CFHE12 Analysis: Summary of Twitter activity

You may have noticed I missed an analysis of week 5 of CFHE12, but hopefully I’ll capture what I wanted to say and more in this post. In this post I want to pull together a couple of ideas around some of the measurable user activity generated as part of CFHE12. This will mainly focus around Twitter and blogs and will ignore other channels like the course discussion forum, webinar chat or other spaces participants might have discovered or created. I conclude that there are some simple opportunities to incorporate data from twitter into  other channels, such as, summary of questions and retweets.

Twitter Activity Overview

The headline figures for tweets matching the search ‘#CFHE12 OR OR OR’  for 8th October to 18th November 2012 (GMT):

  • 1,914 Tweets from 489 different Twitter accounts
  • 1,066 links shared
  • 10% (n=206) of the tweets were in @reply to another Twitter account
  • Contributions from accounts in 45 countries (top 5  United States of America – 166; Canada – 50; United Kingdom – 43; Australia – 28; Germany – 12) [1]

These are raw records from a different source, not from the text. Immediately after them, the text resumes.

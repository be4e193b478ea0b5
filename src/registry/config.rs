//! Registry configuration

/// What `register` does when a declaration with the same identifier is
/// already stored.
#[derive(Debug, Clone, Copy, PartialEq, Eq, Default)]
pub enum DuplicatePolicy {
    /// Replace the stored declaration (last write wins)
    #[default]
    Overwrite,
    /// Refuse the registration with a `Duplicate` error
    Reject,
}

/// Configuration for a `Registry`.
#[derive(Debug, Clone)]
pub struct RegistryConfig {
    /// Behaviour on re-registration of an existing identifier
    pub duplicate_policy: DuplicatePolicy,
    /// Whether lifecycle events are written to the structured log
    pub logging: bool,
}

impl Default for RegistryConfig {
    fn default() -> Self {
        Self {
            duplicate_policy: DuplicatePolicy::Overwrite,
            logging: true,
        }
    }
}

impl RegistryConfig {
    /// Config that refuses to overwrite stored declarations.
    pub fn reject_duplicates() -> Self {
        Self {
            duplicate_policy: DuplicatePolicy::Reject,
            ..Self::default()
        }
    }

    /// Config with logging turned off.
    pub fn silent() -> Self {
        Self {
            logging: false,
            ..Self::default()
        }
    }

    pub fn with_duplicate_policy(mut self, policy: DuplicatePolicy) -> Self {
        self.duplicate_policy = policy;
        self
    }

    pub fn with_logging(mut self, logging: bool) -> Self {
        self.logging = logging;
        self
    }
}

Map of #cfhe12 participants

Looking at week-by-week distribution of contributors and contributions it can be seen that after the initial first 2 weeks the number of tweets posted each week remained consistent around 200. 75% of the Twitter accounts (n=374) contributed tweets to 1 week of CFHE12.

Twitter contributors and tweets  Number of weeks participants contributed in

Comparing Twitter activity with blog posts aggregated with gRSSHopper doesn’t reveal any correlation but it’s interesting to note that whilst the volume of tweets remain relatively consistent for weeks 3 to 6 there is a significant drop in blog posts between week 4 and 5.

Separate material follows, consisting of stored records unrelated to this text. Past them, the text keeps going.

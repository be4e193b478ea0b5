//! Declaration subsystem for cdndb
//!
//! A declaration is one metadata record plus its tables. This module owns
//! the typed model and the validator that produces it from untyped JSON.
//!
//! # Design Principles
//!
//! - The whole declaration is checked before anything is stored
//! - The first violation aborts; no aggregation
//! - Errors are path-qualified and their text is stable
//! - No coercion: an integer column never accepts a string

mod errors;
mod request;
mod types;
pub mod validator;

pub use errors::{DeclarationError, DeclarationResult, ErrorKind};
pub use request::RegisterRequest;
pub use types::{
    Cell, Column, ColumnKind, ColumnType, Declaration, Identifier, Metadata, Payload, RecordKind,
    Row, Table, SUPPORTED_VERSION,
};
pub use validator::{validate_request, KindSet};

CFHE12 number of tweets and blogs

Looking at distribution of tweets over day and time shows a lull on Thursdays, but a peak around 1900hrs GMT which would appear to coincide with the usual time slot used for tweetchats.

CFHE12 Tweets by day of week  CFHE12 Tweets by time of day

Getting more technical having collected the friend follower relationships for Twitter accounts using #CFHE12 for each of the weeks it possible to analyse new connections between community members. At the end of week 1 the top 52 contributors were joined by 286 follow relationships. By the end of the course 45 new follow relationships were created increasing the graph density [0.103774 –> 0.120101597] and reducing geodesic distance [2.008136 –> 1.925296]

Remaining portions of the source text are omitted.